Saved entries

_ _ _

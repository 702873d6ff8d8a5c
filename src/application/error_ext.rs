//! Error conversion helpers for common I/O operations
//!
//! Provides extension traits for cleaner error handling with path context.

use std::io;
use std::path::Path;

use crate::application::{ApplicationError, ApplicationResult};

/// Extension trait for converting `io::Result` to `ApplicationResult` with context.
pub trait IoResultExt<T> {
    /// Add path context to an I/O error.
    ///
    /// # Example
    /// ```ignore
    /// File::open(&path).with_path_context("open event stream", &path)?;
    /// ```
    fn with_path_context(self, action: &str, path: &Path) -> ApplicationResult<T>;
}

impl<T> IoResultExt<T> for io::Result<T> {
    fn with_path_context(self, action: &str, path: &Path) -> ApplicationResult<T> {
        self.map_err(|e| ApplicationError::io(format!("{}: {}", action, path.display()), e))
    }
}
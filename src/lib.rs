//! Concurrent arena-backed tag trees, rebuilt from markup tokenizer event streams.
//!
//! ```
//! use tagtree::application::{assemble, Event};
//! use tagtree::domain::{AssemblerOptions, HtmlTagKind, Tag};
//!
//! # fn main() -> Result<(), tagtree::domain::DomainError> {
//! let events = vec![
//!     Event::start("p", Vec::<(String, String)>::new()),
//!     Event::text("Hello"),
//!     Event::end("p"),
//! ];
//! let root: Tag<HtmlTagKind> = assemble(events, &AssemblerOptions::default())?;
//! assert_eq!(root.text(), Some("Hello"));
//! assert_eq!(root.render(3), "<p>\n   Hello\n</p>");
//! # Ok(())
//! # }
//! ```

pub mod application;
pub mod cli;
pub mod config;
pub mod domain;
pub mod exitcode;
pub mod util;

_ _ _

WHAT YOU ARE ASKED TO DO:
Transcribe all of the data exactly, leaving no line out.

OUTPUT OF THE TASK:
repository 702873d6ff8d8a5c
filename src/application/error_ext.rs
//! Error conversion helpers for common I/O operations
//!
//! Provides extension traits for cleaner error handling with path context.

use std::io;
use std::path::Path;

use crate::application::{ApplicationError, ApplicationResult};

/// Extension trait for converting `io::Result` to `ApplicationResult` with context.
pub trait IoResultExt<T> {
    /// Add path context to an I/O error.
    ///
    /// # Example
    /// ```ignore
    /// File::open(&path).with_path_context("open event stream", &path)?;
    /// ```
    fn with_path_context(self, action: &str, path: &Path) -> ApplicationResult<T>;
}

impl<T> IoResultExt<T> for io::Result<T> {
    fn with_path_context(self, action: &str, path: &Path) -> ApplicationResult<T> {
        self.map_err(|e| ApplicationError::io(format!("{}: {}", action, path.display()), e))
    }
}
filename src/lib.rs
//! Concurrent arena-backed tag trees, rebuilt from markup tokenizer event streams.
//!
//! ```
//! use tagtree::application::{assemble, Event};
//! use tagtree::domain::{AssemblerOptions, HtmlTagKind, Tag};
//!
//! # fn main() -> Result<(), tagtree::domain::DomainError> {
//! let events = vec![
//!     Event::start("p", Vec::<(String, String)>::new()),
//!     Event::text("Hello"),
//!     Event::end("p"),
//! ];
//! let root: Tag<HtmlTagKind> = assemble(events, &AssemblerOptions::default())?;
//! assert_eq!(root.text(), Some("Hello"));
//! assert_eq!(root.render(3), "<p>\n   Hello\n</p>");
//! # Ok(())
//! # }
//! ```

pub mod application;
pub mod cli;
pub mod config;
pub mod domain;
pub mod exitcode;
pub mod util;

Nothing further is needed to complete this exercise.